Cose plows mostly old ground. Here, again, is the story of Philip Graham’s suicide and his widow, Katharine’s initially uneasy (but ultimately very successful) ascension at the Washington Post. Here, again, is the story of the Pentagon Papers and Watergate, of Janet Cooke and Deep Throat, of the transformation of the Los Angeles Times under Otis Chandler, the re-invention of the New York Times under A. M. Rosenthal, the invention of USA Today by Al Neuharth.

It’s not that “The Press” is a bad book, just an unnecessary book. Oh, it has a few mildly diverting anecdotes all right--like the one about Arthur Ochs Sulzberger, publisher of the New York Times, resolving his problem of occasionally writing numbers backward (73 for 37, say) by “getting a calculator that talked.” But even Cose’s few good anecdotes are generally treated superficially.

Advertisement

In another, more telling anecdote, Cose recounts the reaction of Los Angeles Times editors the day James Meredith was shot 30 miles south of Memphis in 1966.

“How long will it take you to get there?” The Times’ national editor asks his Atlanta bureau chief.

“About four hours,” the bureau chief replies.

“Charter a plane,” the editor says.

Another editor “nearly fell from his chair,” Cose writes, “the moment marking, for him, the point at which The Times entered its golden age.”

Perhaps. But with so little background or analysis, such anecdotes finally reveal little.

Cose devotes the most space in his book to the New York Times and the Washington Post, both already widely written about, and the least space to Gannett and Knight Ridder, not only the two least written about elsewhere but--given the rise of chain ownership in recent years--the most important representatives of a new, important, some would say ominous trend. Cose offers little serious analysis of the implications of this trend, though.

Knight Ridder Newspapers are widely thought to offer chain journalism at its best--25 Pulitzer Prizes in the last five years, for example. Gannett newspapers are widely thought to offer chain journalism at--not its worst but its most threatening: bottom-line profits uber alles , the newspaper-as-cash- register.

Cose has little to say about any of this--though he does devote space to flattering mini-profiles of several Gannett executives, and he manages to attribute the creation of USA Today in part to Neuharth’s desire to “contribute something to his country.”

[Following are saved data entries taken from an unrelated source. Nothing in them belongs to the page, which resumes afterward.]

//! Critical Path Method over the interdependency graph.
//!
//! Cycle detection, topological ordering and the forward/backward passes that
//! annotate every node with its earliest/latest dates and slack.

mod calculation;
mod ordering;

pub use calculation::{calculate_critical_path, recalculate_with_delay};
pub use ordering::{detect_cycles, topological_order};

pub(crate) use calculation::{successor_constraint, Constraint};
pub(crate) use ordering::topological_indices;
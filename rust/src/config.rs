//! Configuration types for the interdependency engine.

use pyo3::prelude::*;

use crate::logging::VERBOSITY_SILENT;

/// Configuration for the critical path, blockage and what-if passes.
#[pyclass]
#[derive(Clone, Debug)]
pub struct EngineConfig {
    /// Absolute slack below which a node counts as critical (days)
    #[pyo3(get, set)]
    pub critical_tolerance: f64,
    /// Verbosity level: 0=silent, 1=changes, 2=checks, 3=debug
    #[pyo3(get, set)]
    pub verbosity: u8,
}

impl Default for EngineConfig {
    fn default() -> Self {
        Self {
            critical_tolerance: 1e-3,
            verbosity: VERBOSITY_SILENT,
        }
    }
}

#[pymethods]
impl EngineConfig {
    #[new]
    #[pyo3(signature = (critical_tolerance=None, verbosity=None))]
    fn new(critical_tolerance: Option<f64>, verbosity: Option<u8>) -> Self {
        let defaults = Self::default();
        Self {
            critical_tolerance: critical_tolerance.unwrap_or(defaults.critical_tolerance),
            verbosity: verbosity.unwrap_or(defaults.verbosity),
        }
    }

    fn __repr__(&self) -> String {
        format!(
            "EngineConfig(critical_tolerance={}, verbosity={})",
            self.critical_tolerance, self.verbosity
        )
    }
}

/// Geometry constants for the layered layout.
#[pyclass]
#[derive(Clone, Debug)]
pub struct LayoutConfig {
    /// Node box width in pixels
    #[pyo3(get, set)]
    pub node_width: f64,
    /// Node box height in pixels
    #[pyo3(get, set)]
    pub node_height: f64,
    /// Horizontal distance between consecutive levels
    #[pyo3(get, set)]
    pub level_spacing: f64,
    /// Vertical gap between stacked nodes of one level
    #[pyo3(get, set)]
    pub node_spacing: f64,
    /// Left margin of level 0
    #[pyo3(get, set)]
    pub start_x: f64,
    /// Top margin of the first node in every level
    #[pyo3(get, set)]
    pub start_y: f64,
    /// Number of alternating barycenter sweeps
    #[pyo3(get, set)]
    pub barycenter_passes: usize,
    /// Upper bound for the horizontal offset of Bezier control points
    #[pyo3(get, set)]
    pub max_control_offset: f64,
    /// Verbosity level: 0=silent, 1=changes, 2=checks, 3=debug
    #[pyo3(get, set)]
    pub verbosity: u8,
}

impl Default for LayoutConfig {
    fn default() -> Self {
        Self {
            node_width: 180.0,
            node_height: 80.0,
            level_spacing: 250.0,
            node_spacing: 100.0,
            start_x: 50.0,
            start_y: 50.0,
            barycenter_passes: 4,
            max_control_offset: 100.0,
            verbosity: VERBOSITY_SILENT,
        }
    }
}

#[pymethods]
impl LayoutConfig {
    #[new]
    #[pyo3(signature = (
        node_width=None,
        node_height=None,
        level_spacing=None,
        node_spacing=None,
        start_x=None,
        start_y=None,
        barycenter_passes=None,
        max_control_offset=None,
        verbosity=None
    ))]
    #[allow(clippy::too_many_arguments)]
    fn new(
        node_width: Option<f64>,
        node_height: Option<f64>,
        level_spacing: Option<f64>,
        node_spacing: Option<f64>,
        start_x: Option<f64>,
        start_y: Option<f64>,
        barycenter_passes: Option<usize>,
        max_control_offset: Option<f64>,
        verbosity: Option<u8>,
    ) -> Self {
        let defaults = Self::default();
        Self {
            node_width: node_width.unwrap_or(defaults.node_width),
            node_height: node_height.unwrap_or(defaults.node_height),
            level_spacing: level_spacing.unwrap_or(defaults.level_spacing),
            node_spacing: node_spacing.unwrap_or(defaults.node_spacing),
            start_x: start_x.unwrap_or(defaults.start_x),
            start_y: start_y.unwrap_or(defaults.start_y),
            barycenter_passes: barycenter_passes.unwrap_or(defaults.barycenter_passes),
            max_control_offset: max_control_offset.unwrap_or(defaults.max_control_offset),
            verbosity: verbosity.unwrap_or(defaults.verbosity),
        }
    }

    fn __repr__(&self) -> String {
        format!(
            "LayoutConfig(node_width={}, node_height={}, level_spacing={}, node_spacing={})",
            self.node_width, self.node_height, self.level_spacing, self.node_spacing
        )
    }
}

#[cfg(test)]
mod tests {
    use super::*;

    #[test]
    fn test_layout_defaults() {
        let config = LayoutConfig::default();
        assert_eq!(config.node_width, 180.0);
        assert_eq!(config.node_height, 80.0);
        assert_eq!(config.level_spacing, 250.0);
        assert_eq!(config.node_spacing, 100.0);
        assert_eq!(config.barycenter_passes, 4);
    }

    #[test]
    fn test_engine_overrides_keep_other_defaults() {
        let config = EngineConfig::new(None, Some(2));
        assert!((config.critical_tolerance - 1e-3).abs() < 1e-12);
        assert_eq!(config.verbosity, 2);
    }
}
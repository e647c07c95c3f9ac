//! Rust implementation of the task interdependency engine.
//!
//! Builds a dependency graph from work items, runs the Critical Path Method
//! over it, flags blocked actions, simulates delays and lays the graph out
//! for rendering. Everything is exposed to Python through the `rust` module.

// Allow clippy warning triggered by PyO3 macro expansion
#![allow(clippy::useless_conversion)]

use chrono::NaiveDate;
use pyo3::prelude::*;

pub mod blockage;
mod config;
pub mod critical_path;
pub mod graph;
pub mod layout;
pub mod logging;
mod models;
pub mod what_if;

pub use blockage::{
    detect_blockages, get_blockage_chain, get_unblockable_actions, link_blocks, BlockageRecord,
};
pub use config::{EngineConfig, LayoutConfig};
pub use critical_path::{
    calculate_critical_path, detect_cycles, recalculate_with_delay, topological_order,
};
pub use graph::{
    build_dependency_graph, build_dependency_graph_with_config, DependencyEdge, DependencyNode,
    GraphStats, InterdependencyGraph,
};
pub use layout::{apply_layout, compute_edge_paths, EdgePath, LayoutBounds, Point};
pub use models::{ActionStatus, DependencyRef, LinkType, ModelError, WorkItem};
pub use what_if::{calculate_date_impact, simulate_delay, ImpactedAction, WhatIfResult};

/// Everything the dependency view needs, computed in one go.
#[pyclass]
#[derive(Clone, Debug)]
pub struct InterdependencyAnalysis {
    #[pyo3(get)]
    pub graph: InterdependencyGraph,
    #[pyo3(get)]
    pub blockages: Vec<BlockageRecord>,
    #[pyo3(get)]
    pub edge_paths: Vec<EdgePath>,
    #[pyo3(get)]
    pub bounds: LayoutBounds,
}

#[pymethods]
impl InterdependencyAnalysis {
    fn __repr__(&self) -> String {
        format!(
            "InterdependencyAnalysis(nodes={}, critical={}, blocked={}, cycles={})",
            self.graph.len(),
            self.graph.stats.critical_actions,
            self.graph.stats.blocked_actions,
            self.graph.stats.has_cycles
        )
    }
}

/// Build, schedule, scan for blockages and lay out the graph.
///
/// Layout only depends on topology, so it could run before the CPM pass; it
/// runs last so the edge paths carry the critical flags.
pub fn analyze_interdependencies(
    items: &[WorkItem],
    project_start: NaiveDate,
    engine: &EngineConfig,
    layout_config: &LayoutConfig,
) -> InterdependencyAnalysis {
    let mut graph = build_dependency_graph_with_config(items, project_start, engine);
    calculate_critical_path(&mut graph, engine);
    let blockages = detect_blockages(&mut graph, engine);
    let bounds = apply_layout(&mut graph, layout_config);
    let edge_paths = compute_edge_paths(&graph, layout_config);

    InterdependencyAnalysis {
        graph,
        blockages,
        edge_paths,
        bounds,
    }
}

/// Build a dependency graph without running any analysis.
///
/// Unknown and self references are dropped; reciprocal declarations collapse
/// into one edge.
#[pyfunction]
#[pyo3(signature = (items, project_start, config=None))]
fn build_graph(
    items: Vec<WorkItem>,
    project_start: NaiveDate,
    config: Option<EngineConfig>,
) -> InterdependencyGraph {
    build_dependency_graph_with_config(&items, project_start, &config.unwrap_or_default())
}

/// Run the full pipeline: graph, critical path, blockages, layout and edge routes.
#[pyfunction]
#[pyo3(signature = (items, project_start, engine=None, layout=None))]
fn analyze(
    items: Vec<WorkItem>,
    project_start: NaiveDate,
    engine: Option<EngineConfig>,
    layout: Option<LayoutConfig>,
) -> InterdependencyAnalysis {
    analyze_interdependencies(
        &items,
        project_start,
        &engine.unwrap_or_default(),
        &layout.unwrap_or_default(),
    )
}

/// Annotate the graph in place with earliest/latest dates, slack and the critical path.
#[pyfunction]
#[pyo3(name = "calculate_critical_path", signature = (graph, config=None))]
fn py_calculate_critical_path(
    mut graph: PyRefMut<'_, InterdependencyGraph>,
    config: Option<EngineConfig>,
) {
    calculate_critical_path(&mut graph, &config.unwrap_or_default());
}

/// Flag blocked actions in place and return one record per blocked action.
#[pyfunction]
#[pyo3(name = "detect_blockages", signature = (graph, config=None))]
fn py_detect_blockages(
    mut graph: PyRefMut<'_, InterdependencyGraph>,
    config: Option<EngineConfig>,
) -> Vec<BlockageRecord> {
    detect_blockages(&mut graph, &config.unwrap_or_default())
}

/// Position every node in place and return the layout's bounding box.
#[pyfunction]
#[pyo3(name = "apply_layout", signature = (graph, config=None))]
fn py_apply_layout(
    mut graph: PyRefMut<'_, InterdependencyGraph>,
    config: Option<LayoutConfig>,
) -> LayoutBounds {
    apply_layout(&mut graph, &config.unwrap_or_default())
}

#[pyfunction]
#[pyo3(name = "compute_edge_paths", signature = (graph, config=None))]
fn py_compute_edge_paths(
    graph: PyRef<'_, InterdependencyGraph>,
    config: Option<LayoutConfig>,
) -> Vec<EdgePath> {
    compute_edge_paths(&graph, &config.unwrap_or_default())
}

#[pyfunction]
#[pyo3(name = "detect_cycles")]
fn py_detect_cycles(graph: PyRef<'_, InterdependencyGraph>) -> Vec<String> {
    detect_cycles(&graph)
}

#[pyfunction]
#[pyo3(name = "topological_order")]
fn py_topological_order(graph: PyRef<'_, InterdependencyGraph>) -> Vec<String> {
    topological_order(&graph)
}

/// Simulate delaying one action; the graph passed in is not modified.
///
/// An unknown node id or a non-positive delay returns a zero-impact result.
#[pyfunction]
#[pyo3(name = "simulate_delay", signature = (graph, node_id, delay_days, config=None))]
fn py_simulate_delay(
    graph: PyRef<'_, InterdependencyGraph>,
    node_id: &str,
    delay_days: f64,
    config: Option<EngineConfig>,
) -> WhatIfResult {
    simulate_delay(&graph, node_id, delay_days, &config.unwrap_or_default())
}

/// Recalculated copy of the graph with one action slipping by `delay_days`.
#[pyfunction]
#[pyo3(name = "recalculate_with_delay", signature = (graph, node_id, delay_days, config=None))]
fn py_recalculate_with_delay(
    graph: PyRef<'_, InterdependencyGraph>,
    node_id: &str,
    delay_days: f64,
    config: Option<EngineConfig>,
) -> InterdependencyGraph {
    recalculate_with_delay(&graph, node_id, delay_days, &config.unwrap_or_default())
}

#[pyfunction]
fn blockage_chain(graph: PyRef<'_, InterdependencyGraph>, node_id: &str) -> Vec<BlockageRecord> {
    get_blockage_chain(&graph, node_id)
}

#[pyfunction]
fn unblockable_actions(graph: PyRef<'_, InterdependencyGraph>, node_id: &str) -> Vec<String> {
    get_unblockable_actions(&graph, node_id)
}

#[pyfunction]
fn date_impact(date: NaiveDate, delay_days: f64) -> NaiveDate {
    calculate_date_impact(date, delay_days)
}

/// The interdep.rust Python module.
#[pymodule]
fn rust(m: &Bound<'_, PyModule>) -> PyResult<()> {
    // Input data types
    m.add_class::<LinkType>()?;
    m.add_class::<ActionStatus>()?;
    m.add_class::<DependencyRef>()?;
    m.add_class::<WorkItem>()?;

    // Config types
    m.add_class::<EngineConfig>()?;
    m.add_class::<LayoutConfig>()?;

    // Graph and results
    m.add_class::<DependencyNode>()?;
    m.add_class::<DependencyEdge>()?;
    m.add_class::<GraphStats>()?;
    m.add_class::<InterdependencyGraph>()?;
    m.add_class::<BlockageRecord>()?;
    m.add_class::<ImpactedAction>()?;
    m.add_class::<WhatIfResult>()?;
    m.add_class::<Point>()?;
    m.add_class::<EdgePath>()?;
    m.add_class::<LayoutBounds>()?;
    m.add_class::<InterdependencyAnalysis>()?;

    // Algorithms
    m.add_function(wrap_pyfunction!(build_graph, m)?)?;
    m.add_function(wrap_pyfunction!(analyze, m)?)?;
    m.add_function(wrap_pyfunction!(py_calculate_critical_path, m)?)?;
    m.add_function(wrap_pyfunction!(py_detect_blockages, m)?)?;
    m.add_function(wrap_pyfunction!(py_apply_layout, m)?)?;
    m.add_function(wrap_pyfunction!(py_compute_edge_paths, m)?)?;
    m.add_function(wrap_pyfunction!(py_detect_cycles, m)?)?;
    m.add_function(wrap_pyfunction!(py_topological_order, m)?)?;
    m.add_function(wrap_pyfunction!(py_simulate_delay, m)?)?;
    m.add_function(wrap_pyfunction!(py_recalculate_with_delay, m)?)?;
    m.add_function(wrap_pyfunction!(blockage_chain, m)?)?;
    m.add_function(wrap_pyfunction!(unblockable_actions, m)?)?;
    m.add_function(wrap_pyfunction!(date_impact, m)?)?;

    Ok(())
}
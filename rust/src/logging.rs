//! Verbosity-gated logging for the engine passes.
//!
//! Every pass takes the verbosity from its config and logs through the macros
//! below; a disabled level costs one integer comparison.
//! Levels:
//! - 0: SILENT (config default)
//! - 1: CHANGES (cycles found, blockage counts, project end shifts, layout size)
//! - 2: CHECKS (dropped references, per-node blockage and delay decisions)
//! - 3: DEBUG (per-node forward/backward pass, propagation and layout values)

pub const VERBOSITY_SILENT: u8 = 0;
pub const VERBOSITY_CHANGES: u8 = 1;
pub const VERBOSITY_CHECKS: u8 = 2;
pub const VERBOSITY_DEBUG: u8 = 3;

/// Whether a message at `level` is emitted under `verbosity`.
#[inline]
pub fn enabled(verbosity: u8, level: u8) -> bool {
    level > VERBOSITY_SILENT && verbosity >= level
}

/// Summary-level event (verbosity >= 1).
#[macro_export]
macro_rules! log_changes {
    ($verbosity:expr, $($arg:tt)*) => {
        if $crate::logging::enabled($verbosity, $crate::logging::VERBOSITY_CHANGES) {
            eprintln!("[interdep] {}", format_args!($($arg)*));
        }
    };
}

/// Per-node decision (verbosity >= 2).
#[macro_export]
macro_rules! log_checks {
    ($verbosity:expr, $($arg:tt)*) => {
        if $crate::logging::enabled($verbosity, $crate::logging::VERBOSITY_CHECKS) {
            eprintln!("[interdep] {}", format_args!($($arg)*));
        }
    };
}

/// Pass internals (verbosity >= 3).
#[macro_export]
macro_rules! log_debug {
    ($verbosity:expr, $($arg:tt)*) => {
        if $crate::logging::enabled($verbosity, $crate::logging::VERBOSITY_DEBUG) {
            eprintln!("[interdep] {}", format_args!($($arg)*));
        }
    };
}

#[cfg(test)]
mod tests {
    use super::*;
    use crate::config::EngineConfig;

    #[test]
    fn test_default_config_is_silent() {
        let verbosity = EngineConfig::default().verbosity;
        assert_eq!(verbosity, VERBOSITY_SILENT);
        assert!(!enabled(verbosity, VERBOSITY_CHANGES));
        assert!(!enabled(verbosity, VERBOSITY_DEBUG));
    }

    #[test]
    fn test_levels_are_cumulative() {
        assert!(enabled(VERBOSITY_CHECKS, VERBOSITY_CHANGES));
        assert!(enabled(VERBOSITY_CHECKS, VERBOSITY_CHECKS));
        assert!(!enabled(VERBOSITY_CHECKS, VERBOSITY_DEBUG));
        // Nothing is ever logged at the silent level itself
        assert!(!enabled(VERBOSITY_DEBUG, VERBOSITY_SILENT));
    }

    #[test]
    fn test_log_macros_expand() {
        let verbosity = VERBOSITY_SILENT;
        log_changes!(verbosity, "cycle through {:?}", ["a", "b"]);
        log_checks!(verbosity, "edge {} -> {}", "a", "b");
        log_debug!(verbosity, "forward {}: ES={}", "a", 0.0);
    }
}
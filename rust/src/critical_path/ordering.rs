//! Cycle detection and topological ordering over the dependency graph.

use std::collections::VecDeque;

use crate::graph::{Adjacency, InterdependencyGraph};

#[derive(Clone, Copy, PartialEq, Eq)]
enum Visit {
    New,
    OnStack,
    Done,
}

/// Node indices found on a cycle by depth-first search, in index order.
///
/// Iterative DFS with an explicit recursion stack: every back edge `u -> v`
/// marks the stack segment from `v` to `u` as cyclic.
pub(crate) fn find_cycle_nodes(adjacency: &Adjacency) -> Vec<usize> {
    let n = adjacency.outgoing.len();
    let mut state = vec![Visit::New; n];
    let mut in_cycle = vec![false; n];
    // (node, position of next outgoing edge to explore)
    let mut stack: Vec<(usize, usize)> = Vec::new();

    for root in 0..n {
        if state[root] != Visit::New {
            continue;
        }
        state[root] = Visit::OnStack;
        stack.push((root, 0));

        while let Some(frame) = stack.last_mut() {
            let node = frame.0;
            let Some(&edge_idx) = adjacency.outgoing[node].get(frame.1) else {
                state[node] = Visit::Done;
                stack.pop();
                continue;
            };
            frame.1 += 1;

            let next = adjacency.target(edge_idx);
            match state[next] {
                Visit::New => {
                    state[next] = Visit::OnStack;
                    stack.push((next, 0));
                }
                Visit::OnStack => {
                    if let Some(pos) = stack.iter().rposition(|&(id, _)| id == next) {
                        for &(member, _) in &stack[pos..] {
                            in_cycle[member] = true;
                        }
                    }
                }
                Visit::Done => {}
            }
        }
    }

    (0..n).filter(|&idx| in_cycle[idx]).collect()
}

/// Result of ordering the graph's nodes.
#[derive(Debug, Clone, PartialEq, Eq)]
pub(crate) struct TopologicalOrder {
    /// Every node index exactly once.
    pub order: Vec<usize>,
    /// False when a cycle stalled Kahn's algorithm and nodes had to be forced in.
    pub is_complete: bool,
}

impl TopologicalOrder {
    /// Position of each node index within `order`.
    pub fn positions(&self) -> Vec<usize> {
        let mut positions = vec![0; self.order.len()];
        for (pos, &idx) in self.order.iter().enumerate() {
            positions[idx] = pos;
        }
        positions
    }
}

/// Kahn's algorithm that keeps going when a cycle stalls it.
///
/// On a stall the pending cycle member with the earliest seeded start (then
/// lowest index) is forced in and the sort resumes, so every node outside a
/// cycle still comes after all of its predecessors that are outside one.
/// Ties are broken by input order so the result is deterministic.
pub(crate) fn topological_indices(
    graph: &InterdependencyGraph,
    adjacency: &Adjacency,
) -> TopologicalOrder {
    let n = graph.len();
    let nodes = graph.nodes();
    let mut in_degree: Vec<usize> = adjacency.incoming.iter().map(Vec::len).collect();
    let mut queued = vec![false; n];
    let mut queue: VecDeque<usize> = VecDeque::new();
    for idx in (0..n).filter(|&idx| in_degree[idx] == 0) {
        queued[idx] = true;
        queue.push_back(idx);
    }

    let mut on_cycle: Option<Vec<bool>> = None;
    let mut order: Vec<usize> = Vec::with_capacity(n);
    let mut is_complete = true;

    while order.len() < n {
        let Some(idx) = queue.pop_front() else {
            is_complete = false;
            let on_cycle = on_cycle.get_or_insert_with(|| {
                let mut flags = vec![false; n];
                for idx in find_cycle_nodes(adjacency) {
                    flags[idx] = true;
                }
                flags
            });
            // Prefer a node that actually sits on a cycle over its downstream nodes
            let earliest = |only_cycle: bool| {
                (0..n)
                    .filter(|&idx| !queued[idx] && (!only_cycle || on_cycle[idx]))
                    .min_by(|&a, &b| {
                        nodes[a]
                            .seed_start
                            .total_cmp(&nodes[b].seed_start)
                            .then(a.cmp(&b))
                    })
            };
            let Some(forced) = earliest(true).or_else(|| earliest(false)) else {
                break;
            };
            queued[forced] = true;
            queue.push_back(forced);
            continue;
        };

        order.push(idx);
        for &edge_idx in &adjacency.outgoing[idx] {
            let target = adjacency.target(edge_idx);
            in_degree[target] = in_degree[target].saturating_sub(1);
            if in_degree[target] == 0 && !queued[target] {
                queued[target] = true;
                queue.push_back(target);
            }
        }
    }

    TopologicalOrder { order, is_complete }
}

/// Ids of all nodes that sit on a dependency cycle.
pub fn detect_cycles(graph: &InterdependencyGraph) -> Vec<String> {
    let adjacency = Adjacency::new(graph);
    find_cycle_nodes(&adjacency)
        .into_iter()
        .map(|idx| graph.nodes()[idx].id.clone())
        .collect()
}

/// Node ids in dependency order; cycles are broken at their earliest seeded member.
pub fn topological_order(graph: &InterdependencyGraph) -> Vec<String> {
    let adjacency = Adjacency::new(graph);
    topological_indices(graph, &adjacency)
        .order
        .into_iter()
        .map(|idx| graph.nodes()[idx].id.clone())
        .collect()
}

Almost as bad, when Cose does discuss the further consolidation occasioned by the controversial Joint Operating Agreement proposed for Gannett’s Detroit News and Knight Ridder’s Detroit Free Press--a process by which the two papers would merge business (but not news and editorial) operations, ostensibly to save one from going out of business--he doesn’t even question why two of the 10 largest newspapers in the United States, serving the sixth-largest city in the United States, should be unable to survive as competitors. One could argue--many critics have argued--that both papers could survive handsomely if they charged readers and advertisers a reasonable price, what similar papers in other cities charge, instead of engaging in self-defeating cost-cutting. The News still sells for 15 cents a copy, the Free Press for 20 cents, long after most American newspapers have increased their prices to 25 cents (or more). Advertising rates for the two Detroit papers are also more than 20% below those in other major cities. But Cose doesn’t even introduce these arguments. He simply accepts the statements of Gannett and Knight Ridder and writes, “The exigencies of the marketplace were driving Knight Ridder and Gannett together, just as the marketplace had forced so many newspapers to come together--or die.”

Advertisement

This unquestioning, uncritical approach is, alas, far too typical of the entire book.

Cose seems determined to make thinking of him as anything other than a good guy virutally impossible.